### Exercise data:
BEGIN
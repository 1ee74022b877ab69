//! Canonical output schemas and record conversion.

use vigil_core::errors::{ValidationError, VigilResult};
use vigil_core::types::{AssessmentKind, CanonicalRecord};

use crate::table::{DType, Table, Value};

/// Canonical VA columns, in interchange order.
pub const VA_SCHEMA: &[(&str, DType)] = &[
    ("cve", DType::Text),
    ("risk", DType::Text),
    ("host", DType::Text),
    ("port", DType::Int64),
    ("name", DType::Text),
    ("description", DType::Text),
    ("remediation", DType::Text),
    ("evidence", DType::Text),
    ("vpr_score", DType::Text),
];

/// Canonical HA columns, in interchange order.
pub const HA_SCHEMA: &[(&str, DType)] = &[
    ("risk", DType::Text),
    ("host", DType::Text),
    ("port", DType::Int64),
    ("name", DType::Text),
    ("description", DType::Text),
    ("remediation", DType::Text),
    ("evidence", DType::Text),
    ("status", DType::Text),
];

pub fn expected_schema(kind: AssessmentKind) -> &'static [(&'static str, DType)] {
    match kind {
        AssessmentKind::Va => VA_SCHEMA,
        AssessmentKind::Ha => HA_SCHEMA,
    }
}

/// Column names of the canonical schema for `kind`, in order.
pub fn schema_columns(kind: AssessmentKind) -> Vec<&'static str> {
    expected_schema(kind).iter().map(|(name, _)| *name).collect()
}

/// Gate a plugin's output against the canonical schema.
///
/// The column set must match exactly (order ignored) and every column
/// must carry the declared type. Any deviation is reported in one
/// [`ValidationError::SchemaMismatch`] so the uploader sees the whole
/// problem at once.
pub fn validate_schema(table: &Table, kind: AssessmentKind) -> VigilResult<()> {
    let expected = expected_schema(kind);

    let mut missing = Vec::new();
    let mut mistyped = Vec::new();
    for (name, dtype) in expected {
        match table.columns().iter().find(|c| c.name == *name) {
            None => missing.push((*name).to_string()),
            Some(col) if col.dtype != *dtype => mistyped.push(format!(
                "{name}: expected {}, got {}",
                dtype.as_str(),
                col.dtype.as_str()
            )),
            Some(_) => {}
        }
    }
    let unexpected: Vec<String> = table
        .columns()
        .iter()
        .filter(|c| expected.iter().all(|(name, _)| c.name != *name))
        .map(|c| c.name.clone())
        .collect();

    if missing.is_empty() && unexpected.is_empty() && mistyped.is_empty() {
        return Ok(());
    }
    Err(ValidationError::SchemaMismatch {
        kind: kind.as_str().to_string(),
        missing,
        unexpected,
        mistyped,
    }
    .into())
}

/// Convert a schema-valid table into canonical records.
///
/// `host`, `port`, and `name` must be non-null in every row; a null
/// there is a plugin defect surfaced as [`ValidationError::InvalidRow`].
/// Optional text cells map null and whitespace-only values to `None`.
pub fn canonical_records(table: &Table, kind: AssessmentKind) -> VigilResult<Vec<CanonicalRecord>> {
    validate_schema(table, kind)?;

    let mut records = Vec::with_capacity(table.n_rows());
    for row_no in 0..table.n_rows() {
        let row = row_no + 1;
        let host = required_text(table, row_no, "host")?;
        let name = required_text(table, row_no, "name")?;
        let port = match table.value(row_no, "port") {
            Some(Value::Int(n)) => *n,
            _ => {
                return Err(ValidationError::InvalidRow {
                    row,
                    reason: "port is empty".to_string(),
                }
                .into())
            }
        };

        let record = CanonicalRecord {
            cve: optional_text(table, row_no, "cve"),
            risk: optional_text(table, row_no, "risk"),
            host,
            port,
            name,
            description: optional_text(table, row_no, "description"),
            remediation: optional_text(table, row_no, "remediation"),
            evidence: optional_text(table, row_no, "evidence"),
            vpr_score: optional_text(table, row_no, "vpr_score"),
            status: optional_text(table, row_no, "status"),
        };
        records.push(record);
    }
    Ok(records)
}

fn required_text(table: &Table, row_no: usize, name: &str) -> VigilResult<String> {
    match table.value(row_no, name) {
        Some(Value::Text(s)) => Ok(s.clone()),
        _ => Err(ValidationError::InvalidRow {
            row: row_no + 1,
            reason: format!("{name} is empty"),
        }
        .into()),
    }
}

fn optional_text(table: &Table, row_no: usize, name: &str) -> Option<String> {
    match table.value(row_no, name) {
        Some(Value::Text(s)) if !s.trim().is_empty() => Some(s.clone()),
        _ => None,
    }
}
END
### Instructions to follow:
Each record needs to be copied out again, letter for letter.

### Solution to this exercise:
repository 1ee74022b877ab69
//! Canonical output schemas and record conversion.

use vigil_core::errors::{ValidationError, VigilResult};
use vigil_core::types::{AssessmentKind, CanonicalRecord};

use crate::table::{DType, Table, Value};

/// Canonical VA columns, in interchange order.
pub const VA_SCHEMA: &[(&str, DType)] = &[
    ("cve", DType::Text),
    ("risk", DType::Text),
    ("host", DType::Text),
    ("port", DType::Int64),
    ("name", DType::Text),
    ("description", DType::Text),
    ("remediation", DType::Text),
    ("evidence", DType::Text),
    ("vpr_score", DType::Text),
];

/// Canonical HA columns, in interchange order.
pub const HA_SCHEMA: &[(&str, DType)] = &[
    ("risk", DType::Text),
    ("host", DType::Text),
    ("port", DType::Int64),
    ("name", DType::Text),
    ("description", DType::Text),
    ("remediation", DType::Text),
    ("evidence", DType::Text),
    ("status", DType::Text),
];

pub fn expected_schema(kind: AssessmentKind) -> &'static [(&'static str, DType)] {
    match kind {
        AssessmentKind::Va => VA_SCHEMA,
        AssessmentKind::Ha => HA_SCHEMA,
    }
}

/// Column names of the canonical schema for `kind`, in order.
pub fn schema_columns(kind: AssessmentKind) -> Vec<&'static str> {
    expected_schema(kind).iter().map(|(name, _)| *name).collect()
}

/// Gate a plugin's output against the canonical schema.
///
/// The column set must match exactly (order ignored) and every column
/// must carry the declared type. Any deviation is reported in one
/// [`ValidationError::SchemaMismatch`] so the uploader sees the whole
/// problem at once.
pub fn validate_schema(table: &Table, kind: AssessmentKind) -> VigilResult<()> {
    let expected = expected_schema(kind);

    let mut missing = Vec::new();
    let mut mistyped = Vec::new();
    for (name, dtype) in expected {
        match table.columns().iter().find(|c| c.name == *name) {
            None => missing.push((*name).to_string()),
            Some(col) if col.dtype != *dtype => mistyped.push(format!(
                "{name}: expected {}, got {}",
                dtype.as_str(),
                col.dtype.as_str()
            )),
            Some(_) => {}
        }
    }
    let unexpected: Vec<String> = table
        .columns()
        .iter()
        .filter(|c| expected.iter().all(|(name, _)| c.name != *name))
        .map(|c| c.name.clone())
        .collect();

    if missing.is_empty() && unexpected.is_empty() && mistyped.is_empty() {
        return Ok(());
    }
    Err(ValidationError::SchemaMismatch {
        kind: kind.as_str().to_string(),
        missing,
        unexpected,
        mistyped,
    }
    .into())
}

/// Convert a schema-valid table into canonical records.
///
/// `host`, `port`, and `name` must be non-null in every row; a null
/// there is a plugin defect surfaced as [`ValidationError::InvalidRow`].
/// Optional text cells map null and whitespace-only values to `None`.
pub fn canonical_records(table: &Table, kind: AssessmentKind) -> VigilResult<Vec<CanonicalRecord>> {
    validate_schema(table, kind)?;

    let mut records = Vec::with_capacity(table.n_rows());
    for row_no in 0..table.n_rows() {
        let row = row_no + 1;
        let host = required_text(table, row_no, "host")?;
        let name = required_text(table, row_no, "name")?;
        let port = match table.value(row_no, "port") {
            Some(Value::Int(n)) => *n,
            _ => {
                return Err(ValidationError::InvalidRow {
                    row,
                    reason: "port is empty".to_string(),
                }
                .into())
            }
        };

        let record = CanonicalRecord {
            cve: optional_text(table, row_no, "cve"),
            risk: optional_text(table, row_no, "risk"),
            host,
            port,
            name,
            description: optional_text(table, row_no, "description"),
            remediation: optional_text(table, row_no, "remediation"),
            evidence: optional_text(table, row_no, "evidence"),
            vpr_score: optional_text(table, row_no, "vpr_score"),
            status: optional_text(table, row_no, "status"),
        };
        records.push(record);
    }
    Ok(records)
}

fn required_text(table: &Table, row_no: usize, name: &str) -> VigilResult<String> {
    match table.value(row_no, name) {
        Some(Value::Text(s)) => Ok(s.clone()),
        _ => Err(ValidationError::InvalidRow {
            row: row_no + 1,
            reason: format!("{name} is empty"),
        }
        .into()),
    }
}

fn optional_text(table: &Table, row_no: usize, name: &str) -> Option<String> {
    match table.value(row_no, name) {
        Some(Value::Text(s)) if !s.trim().is_empty() => Some(s.clone()),
        _ => None,
    }
}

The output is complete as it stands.